The doctor came in. She’s a stylish, beautiful Lebanese woman with a slight accent and a direct manner. She said, “Mr. and Mrs. Schrock, I’ve looked at the results of the EEG and your daughter has epilepsy.” I was sucker punched in the gut. It felt like an out-of-body experience. I immediately burst into tears. (I have tears in my eyes right now, writing this.) Every hope and dream I had for my child felt like it had been sucked right out of the room. Anthony tried to hug me but I didn’t want any part of that. I blamed him and me for giving our daughter such a crappy bunch of genes.
The doctor went on to explain that Bella would need to take daily medication to control her seizures, that we’d need to carry the emergency medicine Diastat with us everywhere and have it at daycare too. Tears were still dripping down my face. The doctor seemed taken aback by my reaction. She even said, “Oh, Mrs. Schrock, please don’t cry.” Then she asked us if we had any questions. How can a mother have questions when she can’t even speak?
For the next few weeks, I was afraid to be alone with Bella. (Shameful, I know.) I was angry at the world: at the mothers with healthy kids, at the doctor for giving me the bad news, at myself for drinking that half a beer one time during Bella’s pregnancy, which I was sure caused this “defect.” It took me weeks to be able to talk about Bella’s epilepsy without crying. I was a mess.
When I was finally able to talk about it, I really talked about it. Bella and I would be at the library, she’d meet another toddler and start playing, and the mom might comment on something cute Bella did or said or wore. And I’d find a way to mention she had epilepsy.
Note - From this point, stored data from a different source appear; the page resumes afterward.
//! Delayed-callback primitive the reveal animation runs on.
//!
//! Timers carry no closure: firing a timer hands its token back to the
//! driver, which routes it to whoever scheduled it. The clock only moves
//! when the driver advances it, so the main loop feeds it wall time and
//! tests step it by hand.

use std::time::Duration;

/// Identifies one scheduled timer. Also serves as its cancel token.
#[derive(Debug, Clone, Copy, PartialEq, Eq, Hash, PartialOrd, Ord)]
pub struct TimerToken(u64);

pub trait Scheduler {
    /// Monotonic time since the scheduler was created.
    fn now(&self) -> Duration;

    /// Arrange for a timer to fire `delay` from now.
    fn schedule(&mut self, delay: Duration) -> TimerToken;

    /// Revoke a pending timer. Returns false if it already fired or was
    /// never scheduled here.
    fn cancel(&mut self, token: TimerToken) -> bool;
}

#[derive(Debug, Default)]
pub struct TimerQueue {
    now: Duration,
    next_id: u64,
    pending: Vec<(Duration, TimerToken)>,
}

impl TimerQueue {
    pub fn new() -> Self {
        Self::default()
    }

    /// Move the clock forward. Going backwards is ignored.
    pub fn advance_to(&mut self, now: Duration) {
        if now > self.now {
            self.now = now;
        }
    }

    /// Pop the earliest timer whose deadline has passed.
    pub fn pop_due(&mut self) -> Option<TimerToken> {
        let idx = self.earliest()?;
        if self.pending[idx].0 > self.now {
            return None;
        }
        Some(self.pending.remove(idx).1)
    }

    pub fn next_deadline(&self) -> Option<Duration> {
        self.earliest().map(|idx| self.pending[idx].0)
    }

    // Ties resolve in scheduling order.
    fn earliest(&self) -> Option<usize> {
        self.pending
            .iter()
            .enumerate()
            .min_by_key(|(_, (deadline, token))| (*deadline, *token))
            .map(|(idx, _)| idx)
    }
}

// Hand-driven clock for tests
#[cfg(test)]
impl TimerQueue {
    pub fn advance_by(&mut self, delta: Duration) {
        self.now += delta;
    }

    /// Jump the clock to the next deadline and fire that timer.
    pub fn fire_next(&mut self) -> Option<TimerToken> {
        let idx = self.earliest()?;
        let (deadline, token) = self.pending.remove(idx);
        self.advance_to(deadline);
        Some(token)
    }

    pub fn len(&self) -> usize {
        self.pending.len()
    }

    pub fn is_empty(&self) -> bool {
        self.pending.is_empty()
    }
}

impl Scheduler for TimerQueue {
    fn now(&self) -> Duration {
        self.now
    }

    fn schedule(&mut self, delay: Duration) -> TimerToken {
        let token = TimerToken(self.next_id);
        self.next_id += 1;
        self.pending.push((self.now + delay, token));
        token
    }

    fn cancel(&mut self, token: TimerToken) -> bool {
        let before = self.pending.len();
        self.pending.retain(|(_, t)| *t != token);
        self.pending.len() != before
    }
}

#[cfg(test)]
mod tests {
    use super::*;

    fn ms(n: u64) -> Duration {
        Duration::from_millis(n)
    }

    #[test]
    fn test_pop_due_respects_deadlines() {
        let mut timers = TimerQueue::new();
        let late = timers.schedule(ms(100));
        let early = timers.schedule(ms(40));

        assert_eq!(timers.pop_due(), None);
        timers.advance_to(ms(50));
        assert_eq!(timers.pop_due(), Some(early));
        assert_eq!(timers.pop_due(), None);
        timers.advance_by(ms(50));
        assert_eq!(timers.pop_due(), Some(late));
        assert!(timers.is_empty());
    }

    #[test]
    fn test_cancel_revokes_pending_timer() {
        let mut timers = TimerQueue::new();
        let a = timers.schedule(ms(10));
        let b = timers.schedule(ms(20));

        assert!(timers.cancel(a));
        assert!(!timers.cancel(a));
        timers.advance_to(ms(1000));
        assert_eq!(timers.pop_due(), Some(b));
        assert_eq!(timers.pop_due(), None);
    }

    #[test]
    fn test_fire_next_moves_clock() {
        let mut timers = TimerQueue::new();
        timers.advance_to(ms(5));
        let t = timers.schedule(ms(30));
        assert_eq!(timers.next_deadline(), Some(ms(35)));
        assert_eq!(timers.fire_next(), Some(t));
        assert_eq!(timers.now(), ms(35));
        assert_eq!(timers.fire_next(), None);
    }

    #[test]
    fn test_clock_never_goes_backwards() {
        let mut timers = TimerQueue::new();
        timers.advance_to(ms(500));
        timers.advance_to(ms(100));
        assert_eq!(timers.now(), ms(500));
    }

    #[test]
    fn test_same_deadline_fires_in_schedule_order() {
        let mut timers = TimerQueue::new();
        let first = timers.schedule(ms(10));
        let second = timers.schedule(ms(10));
        timers.advance_to(ms(10));
        assert_eq!(timers.pop_due(), Some(first));
        assert_eq!(timers.pop_due(), Some(second));
        assert_eq!(timers.len(), 0);
    }
}
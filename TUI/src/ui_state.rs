#[derive(Debug, Clone, Copy, PartialEq, Eq, Default, clap::ValueEnum)]
pub enum Screen {
    #[default]
    Home,
    Cartela,
    Sorteador,
}

/// What the "Tem certeza?" dialog will do on Sim.
#[derive(Debug, Clone, Copy, PartialEq, Eq)]
pub enum ConfirmAction {
    Back,
    NewCard,
    ClearNumbers,
}

#[derive(Debug, Default)]
pub struct UIState {
    pub screen: Screen,

    // Home menu highlight
    pub menu_selection: usize,

    // Highlighted cell on the card (row-major, 0..25)
    pub card_cursor: usize,

    // Open confirm dialog, and whether "Sim" is the highlighted button
    pub confirm: Option<ConfirmAction>,
    pub confirm_yes_selected: bool,

    pub status_message: Option<String>,
    pub status_since_tick: u64,
}

impl UIState {
    pub fn new(screen: Screen) -> Self {
        Self {
            screen,
            ..Self::default()
        }
    }

    pub fn open_confirm(&mut self, action: ConfirmAction) {
        self.confirm = Some(action);
        self.confirm_yes_selected = false;
    }

    pub fn close_confirm(&mut self) -> Option<ConfirmAction> {
        self.confirm_yes_selected = false;
        self.confirm.take()
    }
}
use crate::error::LoadError;
use crate::schema::{Column, SchemaIndex};
use crate::types::{Dataset, DemographicColumn, Demographics, Record};
use crate::util::{normalize_value, parse_count, parse_year};
use csv::{ReaderBuilder, StringRecord};
use std::fs::File;
use std::io::Read;
use std::path::Path;
use tracing::{info, warn};

/// Placeholder for blank categorical cells.
pub const UNKNOWN: &str = "Unknown";

#[derive(Debug, Clone, Default, PartialEq, Eq)]
pub struct LoadReport {
    pub rows: usize,
    /// Rows whose `Total` disagrees with `Female Total + Male Total`.
    pub total_mismatches: usize,
    pub ignored_columns: Vec<String>,
}

/// Load the dataset from `path`.
///
/// The file handle is owned by the CSV reader and closed when this function
/// returns, whether or not parsing succeeded.
pub fn load_dataset(path: impl AsRef<Path>) -> Result<(Dataset, LoadReport), LoadError> {
    let path = path.as_ref();
    let file = File::open(path).map_err(|source| LoadError::Io {
        path: path.to_path_buf(),
        source,
    })?;
    let (data, report) = load_from_reader(file)?;
    info!(
        path = %path.display(),
        rows = report.rows,
        mismatches = report.total_mismatches,
        "dataset loaded"
    );
    Ok((data, report))
}

/// Load the dataset from any CSV source. Any malformed row aborts the load;
/// a partially loaded dataset is never returned.
pub fn load_from_reader<R: Read>(reader: R) -> Result<(Dataset, LoadReport), LoadError> {
    let mut rdr = ReaderBuilder::new().flexible(true).from_reader(reader);
    let headers = rdr.headers()?.clone();
    if headers.iter().all(|h| h.trim().is_empty()) {
        return Err(LoadError::EmptyHeader);
    }
    let schema = SchemaIndex::from_headers(headers.iter())?;

    let mut records = Vec::new();
    let mut total_mismatches = 0usize;
    for (idx, result) in rdr.records().enumerate() {
        let row = result?;
        if row.len() != headers.len() {
            return Err(LoadError::RowLength {
                row: idx + 1,
                expected: headers.len(),
                found: row.len(),
            });
        }
        let record = parse_row(&schema, &row, idx + 1)?;
        if let Some(sum) = record.gender_mismatch() {
            total_mismatches += 1;
            warn!(
                row = idx + 1,
                total = record.total,
                gender_sum = sum,
                "total does not match gender totals"
            );
        }
        records.push(record);
    }

    let report = LoadReport {
        rows: records.len(),
        total_mismatches,
        ignored_columns: schema.ignored().to_vec(),
    };
    Ok((Dataset::new(records), report))
}

fn parse_row(schema: &SchemaIndex, row: &StringRecord, row_no: usize) -> Result<Record, LoadError> {
    let cell = |col: Column| cell_at(schema, row, col);
    let text = |col: Column| -> String {
        let v = normalize_value(cell(col));
        if v.is_empty() {
            UNKNOWN.to_string()
        } else {
            v
        }
    };
    let invalid = |column: &'static str, value: &str| LoadError::InvalidValue {
        row: row_no,
        column,
        value: value.to_string(),
    };

    let year_raw = cell(Column::Year);
    let year = parse_year(year_raw).ok_or_else(|| invalid("year", year_raw))?;

    let total_raw = cell(Column::Total);
    if total_raw.trim().is_empty() {
        return Err(invalid("total", total_raw));
    }
    let total = parse_count(total_raw).ok_or_else(|| invalid("total", total_raw))?;

    let mut demographics = Demographics::default();
    for col in DemographicColumn::all() {
        let raw = cell(Column::Demographic(col));
        let value = parse_count(raw).ok_or_else(|| invalid("demographic count", raw))?;
        col.set(&mut demographics, value);
    }

    Ok(Record {
        year,
        population_type: text(Column::PopulationType),
        location: text(Column::Location),
        urban_rural: text(Column::UrbanRural),
        accommodation_type: text(Column::AccommodationType),
        country_of_origin: text(Column::CountryOfOrigin),
        country_of_asylum: text(Column::CountryOfAsylum),
        total,
        demographics,
    })
}

fn cell_at<'a>(schema: &SchemaIndex, row: &'a StringRecord, col: Column) -> &'a str {
    schema
        .position(col)
        .and_then(|i| row.get(i))
        .unwrap_or("")
}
I got a lot of startled looks from people, kind of like “why are you telling me this?” I think I was so eager to tell everyone because I was desperate to find someone else who had the same experience, someone who would say “I know what you’re going through, it’s awful, but you will get through it. I did.”
I finally found some parents like that. (And Amy Cornell and Tammy Orahood, if you’re reading–thank you for being you.) I started going to therapy to learn how to deal with it. I started talking to God and praying. Anthony and I scheduled weekly dates where we could have fun with each other and not obsess over our daughter. I took up running and sometimes I imagine I’m stomping on epilepsy’s face as I go along. And I learned that we are so lucky that Bella’s seizures are well controlled with medication. (Even if her meds cost $714 a month a while ago. For real.)
The point of all this is to say that I’m a changed woman since that day in 2007. I know that life can change in an instant, that life can take your dreams and smash them to bits on the doctor’s office floor. But I survived. I built new dreams. And Bella will prevail because that’s the kind of person she is.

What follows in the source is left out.